RECORDED DATA
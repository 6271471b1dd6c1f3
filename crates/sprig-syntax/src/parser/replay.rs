//! # Replay - Walking a Committed Journal
//!
//! [`Journal`] wraps the events of a committed match and presents them as a
//! tree of [`EventNode`]s. Grammar crates walk that tree to call their
//! receivers: an action's children are the actions matched inside it, so a
//! handler can deliver children first (the order semantic actions would
//! fire in) or route them to a different receiver entirely.

use super::event::Event;
use crate::input::Span;

/// The events of one committed parse.
#[derive(Debug)]
pub struct Journal<'e, 'i, A> {
    source: &'i [u8],
    events: &'e [Event<A>],
}

impl<'e, 'i, A> Journal<'e, 'i, A> {
    pub fn new(source: &'i [u8], events: &'e [Event<A>]) -> Self {
        Self { source, events }
    }

    /// The top-level actions.
    pub fn nodes(&self) -> Nodes<'e, 'i, A> {
        Nodes {
            source: self.source,
            rest: self.events,
        }
    }

    pub fn len(&self) -> usize {
        self.events.len()
    }

    pub fn is_empty(&self) -> bool {
        self.events.is_empty()
    }
}

/// One journaled action and the actions nested in it.
#[derive(Debug)]
pub struct EventNode<'e, 'i, A> {
    action: &'e A,
    span: Span<'i>,
    children: &'e [Event<A>],
}

impl<'e, 'i, A> EventNode<'e, 'i, A> {
    pub fn action(&self) -> &'e A {
        self.action
    }

    pub fn span(&self) -> Span<'i> {
        self.span
    }

    pub fn children(&self) -> Nodes<'e, 'i, A> {
        Nodes {
            source: self.span.source(),
            rest: self.children,
        }
    }

    /// Every action at any depth below this one, in journal order.
    pub fn descendants(&self) -> impl Iterator<Item = EventNode<'e, 'i, A>> + use<'e, 'i, A> {
        let source = self.span.source();
        let children = self.children;
        (0..children.len())
            .filter(move |&i| matches!(children[i], Event::Action { .. }))
            .filter_map(move |i| {
                Nodes {
                    source,
                    rest: &children[i..],
                }
                .next()
            })
    }
}

/// Sibling actions at one level of the journal tree.
#[derive(Debug)]
pub struct Nodes<'e, 'i, A> {
    source: &'i [u8],
    rest: &'e [Event<A>],
}

// Manual impls: the derives would demand `A: Clone`.
impl<A> Clone for Journal<'_, '_, A> {
    fn clone(&self) -> Self {
        *self
    }
}

impl<A> Copy for Journal<'_, '_, A> {}

impl<A> Clone for EventNode<'_, '_, A> {
    fn clone(&self) -> Self {
        *self
    }
}

impl<A> Copy for EventNode<'_, '_, A> {}

impl<A> Clone for Nodes<'_, '_, A> {
    fn clone(&self) -> Self {
        Nodes {
            source: self.source,
            rest: self.rest,
        }
    }
}

impl<'e, 'i, A> Iterator for Nodes<'e, 'i, A> {
    type Item = EventNode<'e, 'i, A>;

    fn next(&mut self) -> Option<Self::Item> {
        loop {
            let (first, tail) = self.rest.split_first()?;
            match first {
                Event::Action {
                    action,
                    start,
                    end,
                    nested,
                } => {
                    let (children, rest) = tail.split_at((*nested).min(tail.len()));
                    self.rest = rest;
                    return Some(EventNode {
                        action,
                        span: Span::new(self.source, *start, *end),
                        children,
                    });
                }
                Event::Placeholder => {
                    log::error!("placeholder left in a committed journal");
                    self.rest = tail;
                }
            }
        }
    }
}
#[cfg(test)]
pub(crate) mod tests {
    use super::*;
    use pretty_assertions::assert_eq;

    /// Sink that records every message as `"Level: text"`.
    #[derive(Default)]
    pub(crate) struct RecordingSink {
        pub messages: Vec<String>,
        pub accept: Option<usize>,
    }

    impl MessageSink for RecordingSink {
        fn give_message(&mut self, level: Level, text: &str) -> bool {
            self.messages.push(format!("{level}: {text}"));
            self.accept.is_none_or(|limit| self.messages.len() < limit)
        }
    }

    fn with_diagnostics<R>(max: usize, f: impl FnOnce(&mut Diagnostics<'_>) -> R) -> (R, Vec<String>) {
        let mut stack = DiagnosticStack::new();
        let mut crumbs = BreadcrumbStack::new();
        let mut sink = RecordingSink::default();
        let result = {
            let mut diagnostics =
                Diagnostics::new(&mut stack, &mut crumbs, &mut sink, LineIndex::new(b"x"), max);
            f(&mut diagnostics)
        };
        (result, sink.messages)
    }

    const SPAN: &[u8] = b"x";

    #[test]
    fn level_ordering_and_names() {
        assert!(Level::Content < Level::Minor);
        assert!(Level::Major.is_error());
        assert!(!Level::Warn.is_error());
        assert_eq!(Level::Except.name(), "Except");
    }

    #[test]
    fn prepare_replaces_pending_message() {
        let ((), messages) = with_diagnostics(100, |d| {
            let span = Span::whole(SPAN);
            d.apply(&Effect::Push(Message::minor("vague")), span).unwrap();
            d.apply(&Effect::Prepare(Message::minor("specific")), span)
                .unwrap();
            d.apply(&Effect::Pop, span).unwrap();
            assert_eq!(d.depth(), 0);
        });
        assert_eq!(messages, vec!["Minor: specific".to_string()]);
    }

    #[test]
    fn cancel_discards_silently() {
        let ((), messages) = with_diagnostics(100, |d| {
            let span = Span::whole(SPAN);
            d.apply(&Effect::Push(Message::major("never sent")), span)
                .unwrap();
            d.apply(&Effect::Cancel, span).unwrap();
            assert_eq!(d.depth(), 0);
        });
        assert!(messages.is_empty());
    }

    #[test]
    fn budget_trips_at_maximum() {
        let (result, messages) = with_diagnostics(4, |d| {
            let span = Span::whole(SPAN);
            let send = Effect::SendNow(Message::minor("bad"));
            for _ in 0..3 {
                d.apply(&send, span)?;
            }
            d.apply(&send, span)
        });
        assert_eq!(result, Err(Aborted { errors: 4 }));
        assert_eq!(messages.len(), 4);
    }

    #[test]
    fn warnings_are_not_charged() {
        let (report, _) = with_diagnostics(4, |d| {
            for _ in 0..10 {
                d.send(Level::Warn, "just a warning", 1, None).unwrap();
            }
            d.report()
        });
        assert_eq!(report.errors, 0);
        assert_eq!(report.highest, Level::Warn);
    }

    #[test]
    fn announce_abort_restates_last_message() {
        let ((), messages) = with_diagnostics(100, |d| {
            d.send(Level::Major, "last problem", 1, None).unwrap();
            d.announce_abort(None);
        });
        assert_eq!(
            messages,
            vec![
                "Major: last problem".to_string(),
                "Fatal: Too many errors found. Stopping parsing.".to_string(),
                "Fatal: last problem".to_string(),
            ]
        );
    }

    #[test]
    fn errors_carry_breadcrumb_context() {
        let source = b"name";
        let ((), messages) = with_diagnostics(100, |d| {
            let span = Span::whole(source);
            d.apply(&Effect::EnterScope("config"), span).unwrap();
            d.send(Level::Minor, "broken", 1, None).unwrap();
            d.send(Level::Info, "no context for info", 1, None).unwrap();
        });
        assert_eq!(
            messages,
            vec![
                "Content: Inside config section for name on line 1 at char 1.".to_string(),
                "Minor: broken".to_string(),
                "Info: no context for info".to_string(),
            ]
        );
    }

    #[test]
    fn sink_detaches_when_it_declines() {
        let mut stack = DiagnosticStack::new();
        let mut crumbs = BreadcrumbStack::new();
        let mut sink = RecordingSink {
            accept: Some(1),
            ..Default::default()
        };
        {
            let mut d = Diagnostics::new(&mut stack, &mut crumbs, &mut sink, LineIndex::new(b""), 100);
            d.send(Level::Minor, "first", 1, None).unwrap();
            assert!(d.is_detached());
            d.send(Level::Minor, "second", 1, None).unwrap();
            assert_eq!(d.report().errors, 2);
        }
        assert_eq!(sink.messages, vec!["Minor: first".to_string()]);
    }

    #[test]
    fn rewind_abandons_and_settle_forgets() {
        let ((), messages) = with_diagnostics(100, |d| {
            let span = Span::whole(SPAN);
            let mark = d.mark();
            d.apply(&Effect::Push(Message::minor("outer")), span).unwrap();
            d.apply(&Effect::Push(Message::minor("inner")), span).unwrap();
            d.rewind(mark, 0);
            assert_eq!(d.depth(), 0);
            d.flush_abandoned().unwrap();

            d.apply(&Effect::Push(Message::minor("recovered")), span)
                .unwrap();
            d.rewind(mark, 0);
            d.settle(mark);
            d.flush_abandoned().unwrap();
        });
        assert_eq!(
            messages,
            vec!["Minor: inner".to_string(), "Minor: outer".to_string()]
        );
    }

    #[test]
    fn pop_abandoned_claims_entry_left_at_its_own_position() {
        let source = b"k='v";
        let ((), messages) = with_diagnostics(100, |d| {
            d.apply(&Effect::Push(Message::minor("parent")), Span::new(source, 0, 1))
                .unwrap();
            let mark = d.mark();
            d.apply(&Effect::Push(Message::minor("sibling")), Span::new(source, 2, 3))
                .unwrap();
            d.rewind(mark, 2);

            d.apply(&Effect::PopAbandoned, Span::new(source, 2, 4)).unwrap();
            assert_eq!(d.depth(), 1);
            d.apply(&Effect::Cancel, Span::new(source, 0, 4)).unwrap();
            d.flush_abandoned().unwrap();
        });
        assert_eq!(messages, vec!["Minor: sibling".to_string()]);
    }

    #[test]
    fn pop_abandoned_ignores_entries_left_elsewhere() {
        let source = b"k='v";
        let ((), messages) = with_diagnostics(100, |d| {
            d.apply(&Effect::Push(Message::minor("parent")), Span::new(source, 0, 1))
                .unwrap();
            let mark = d.mark();
            d.apply(&Effect::Push(Message::minor("nested")), Span::new(source, 2, 3))
                .unwrap();
            d.rewind(mark, 2);

            d.apply(&Effect::PopAbandoned, Span::new(source, 1, 4)).unwrap();
            assert_eq!(d.depth(), 1);
        });
        assert!(messages.is_empty());
    }

    #[test]
    #[should_panic(expected = "cancel with no pending diagnostic")]
    fn cancel_on_empty_stack_is_a_grammar_bug() {
        with_diagnostics(100, |d| {
            let _ = d.apply(&Effect::Cancel, Span::whole(SPAN));
        });
    }

    #[test]
    #[should_panic(expected = "prepare with no pending diagnostic")]
    fn prepare_on_empty_stack_is_a_grammar_bug() {
        with_diagnostics(100, |d| {
            let _ = d.apply(&Effect::Prepare(Message::minor("orphan")), Span::whole(SPAN));
        });
    }
}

WORK INSTRUCTIONS
Scan the entries above for the line containing "self.rest = rest;", and copy it and all lines after it exactly, down to and including the line containing "use super::*;".

SOLUTION TO THIS PROBLEM
                    self.rest = rest;
                    return Some(EventNode {
                        action,
                        span: Span::new(self.source, *start, *end),
                        children,
                    });
                }
                Event::Placeholder => {
                    log::error!("placeholder left in a committed journal");
                    self.rest = tail;
                }
            }
        }
    }
}
#[cfg(test)]
pub(crate) mod tests {
    use super::*;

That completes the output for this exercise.